The main role of the FMAU was to triage incoming survivors, and to give them limited treatment. Major treatment would not have been possible. Those, who with minor treatment could continue a normal function in society, would be given that treatment and discharged. Otherwise those who stood little chance of  survival would receive no treatment other than pain relief if available. There is some evidence that it might have been necessary, in the event of war, to kill those who stood little chance of survival. Other casualties, depending on the availability of further treatment would be transported  to a hospital where possible.

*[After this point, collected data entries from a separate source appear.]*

//! Audio Storage Port - 出站端口
//!
//! 定义合成音频文件存储的抽象接口。只有目录本身作为持久化记录，不维护索引，也不做自动清理。

use async_trait::async_trait;
use std::path::PathBuf;
use thiserror::Error;

/// 音频存储错误
#[derive(Debug, Error)]
pub enum AudioStorageError {
    #[error("File not found: {0}")]
    FileNotFound(String),

    #[error("Invalid file name: {0}")]
    InvalidFileName(String),

    #[error("IO error: {0}")]
    IoError(String),
}

/// Audio Storage Port - 出站端口
#[async_trait]
pub trait AudioStoragePort: Send + Sync {
    /// 根据文件名获取路径（会校验文件名）
    fn audio_path(&self, file_name: &str) -> Result<PathBuf, AudioStorageError>;

    /// 保存音频数据，返回新文件路径。每次调用生成不同的文件名
    async fn save_audio(&self, data: &[u8]) -> Result<PathBuf, AudioStorageError>;

    /// 读取音频数据
    async fn read_audio(&self, file_name: &str) -> Result<Vec<u8>, AudioStorageError>;

    /// 删除音频文件
    async fn delete_audio(&self, file_name: &str) -> Result<(), AudioStorageError>;
}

Examples of minor treatments that would enable someone to function, would be reduction and plastering of simple fractures.

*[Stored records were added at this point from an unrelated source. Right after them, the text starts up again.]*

//! Synthesis Context - Value Objects

use chrono::{DateTime, Utc};
use serde::{Deserialize, Serialize};
use std::path::{Path, PathBuf};

use super::SynthesisRequestError;

/// 默认音色（韩语女声）
pub const DEFAULT_ACTOR_ID: &str = "606c6b127b9f53b4cd1743f5";

/// 语言提示
///
/// 同时用于语音识别（Auto 表示自动检测）和语音合成的 `lang` 字段
#[derive(Debug, Clone, Copy, PartialEq, Eq, Default, Serialize, Deserialize)]
#[serde(rename_all = "lowercase")]
pub enum LanguageHint {
    #[default]
    Auto,
    Ko,
    En,
}

impl LanguageHint {
    pub fn as_str(&self) -> &'static str {
        match self {
            Self::Auto => "auto",
            Self::Ko => "ko",
            Self::En => "en",
        }
    }

    /// 语音识别使用的语言代码，自动检测时为 None
    pub fn language_code(&self) -> Option<&'static str> {
        match self {
            Self::Auto => None,
            Self::Ko => Some("ko"),
            Self::En => Some("en"),
        }
    }

    /// 解析语言名称，接受代码和显示名称
    pub fn parse(value: &str) -> Option<Self> {
        match value.trim().to_lowercase().as_str() {
            "auto" | "auto-detect" | "" => Some(Self::Auto),
            "ko" | "korean" => Some(Self::Ko),
            "en" | "english" => Some(Self::En),
            _ => None,
        }
    }
}

impl std::fmt::Display for LanguageHint {
    fn fmt(&self, f: &mut std::fmt::Formatter<'_>) -> std::fmt::Result {
        f.write_str(self.as_str())
    }
}

/// 音色参数
///
/// 每轮对话用这些参数和助手回复文本构建 SynthesisRequest
#[derive(Debug, Clone, PartialEq, Serialize, Deserialize)]
pub struct VoiceSettings {
    /// 音色 ID
    pub actor_id: String,
    /// 合成语言
    pub language: LanguageHint,
    /// 高清音质
    pub hd: bool,
    /// 语速倍率
    pub speed: f32,
    /// 音量百分比 (0 - 100)
    pub volume: u8,
    /// 音调偏移
    pub pitch: i32,
}

impl Default for VoiceSettings {
    fn default() -> Self {
        Self {
            actor_id: DEFAULT_ACTOR_ID.to_string(),
            language: LanguageHint::Auto,
            hd: true,
            speed: 1.1,
            volume: 100,
            pitch: 0,
        }
    }
}

impl VoiceSettings {
    pub fn validate(&self) -> Result<(), SynthesisRequestError> {
        if self.actor_id.trim().is_empty() {
            return Err(SynthesisRequestError::EmptyActorId);
        }
        if self.volume > 100 {
            return Err(SynthesisRequestError::InvalidVolume(self.volume));
        }
        if !(self.speed > 0.0) {
            return Err(SynthesisRequestError::InvalidSpeed(self.speed));
        }
        Ok(())
    }
}

/// 语音合成请求
///
/// 不变量:
/// - 文本非空
/// - 构建后不可修改
#[derive(Debug, Clone, PartialEq)]
pub struct SynthesisRequest {
    text: String,
    language_hint: LanguageHint,
    voice_actor_id: String,
    audio_quality_hd: bool,
    speed: f32,
    volume: u8,
    pitch: i32,
}

impl SynthesisRequest {
    pub fn new(
        text: impl Into<String>,
        voice: &VoiceSettings,
    ) -> Result<Self, SynthesisRequestError> {
        let text = text.into();
        if text.trim().is_empty() {
            return Err(SynthesisRequestError::EmptyText);
        }
        voice.validate()?;

        Ok(Self {
            text,
            language_hint: voice.language,
            voice_actor_id: voice.actor_id.clone(),
            audio_quality_hd: voice.hd,
            speed: voice.speed,
            volume: voice.volume,
            pitch: voice.pitch,
        })
    }

    // Getters
    pub fn text(&self) -> &str {
        &self.text
    }

    pub fn language_hint(&self) -> LanguageHint {
        self.language_hint
    }

    pub fn voice_actor_id(&self) -> &str {
        &self.voice_actor_id
    }

    pub fn audio_quality_hd(&self) -> bool {
        self.audio_quality_hd
    }

    pub fn speed(&self) -> f32 {
        self.speed
    }

    pub fn volume(&self) -> u8 {
        self.volume
    }

    pub fn pitch(&self) -> i32 {
        self.pitch
    }
}

/// 合成任务句柄（状态轮询 URL）
#[derive(Debug, Clone, PartialEq, Eq, Hash)]
pub struct JobHandle(String);

impl JobHandle {
    pub fn new(url: impl Into<String>) -> Self {
        Self(url.into())
    }

    pub fn as_str(&self) -> &str {
        &self.0
    }
}

impl std::fmt::Display for JobHandle {
    fn fmt(&self, f: &mut std::fmt::Formatter<'_>) -> std::fmt::Result {
        f.write_str(&self.0)
    }
}

/// 单次轮询结果
#[derive(Debug, Clone, PartialEq, Eq)]
pub enum PollResult {
    /// 任务未完成（包括未知状态）
    Pending,
    /// 任务完成，附带音频下载地址（可能缺失）
    Done { audio_url: Option<String> },
    /// 响应体无法解析
    Malformed,
}

impl PollResult {
    pub fn is_terminal(&self) -> bool {
        matches!(self, Self::Done { .. })
    }
}

/// 合成音频产物
///
/// 由调用方决定保留或删除
#[derive(Debug, Clone, PartialEq, Serialize, Deserialize)]
pub struct SynthesizedAudioArtifact {
    local_path: PathBuf,
    source_text: String,
    created_at: DateTime<Utc>,
    size_bytes: u64,
}

impl SynthesizedAudioArtifact {
    pub fn new(local_path: PathBuf, source_text: impl Into<String>, size_bytes: u64) -> Self {
        Self {
            local_path,
            source_text: source_text.into(),
            created_at: Utc::now(),
            size_bytes,
        }
    }

    pub fn local_path(&self) -> &Path {
        &self.local_path
    }

    /// 文件名（用于 HTTP 下载地址）
    pub fn file_name(&self) -> Option<&str> {
        self.local_path.file_name().and_then(|n| n.to_str())
    }

    pub fn source_text(&self) -> &str {
        &self.source_text
    }

    pub fn created_at(&self) -> DateTime<Utc> {
        self.created_at
    }

    pub fn size_bytes(&self) -> u64 {
        self.size_bytes
    }
}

The NHSR took part in major exercises alongside the Civil Defence Corps. I remember that, on one occasion, when my scout troop (1st Walton "Viking" Sea Scouts) provided casualties prior to my joining the Civil Defence Corps, one of us had a 'fractured skull, and was declared "DoA", and another had a 'broken arm' which got a full arm plaster which he wore home and scared his mother with. The casualties had been created from volunteers by the experts of the Casualties Union, an organisation originally established in 1942, and which provided casualties for the the Surrey Civil Defence Service first. Using stage make-up and such things as chicken bones and special mixtures to represent blood, skin and muscle tissue, they were able to create pretty much any injury and they were extremely convincing. "Casualties" who were not members of the CU were given detailed instructions as to how to behave and simulate their role. The Casualties Union is still in existence and regularly provides casualties for a range of training exercises.

The NHSR was finally disbanded on 1st August 1968. It was suggested in the House of Commons that local health authorities might try to continue something similar at local levels, this did not happen simply because there was no central government funding  available, and health authorities had other priorities.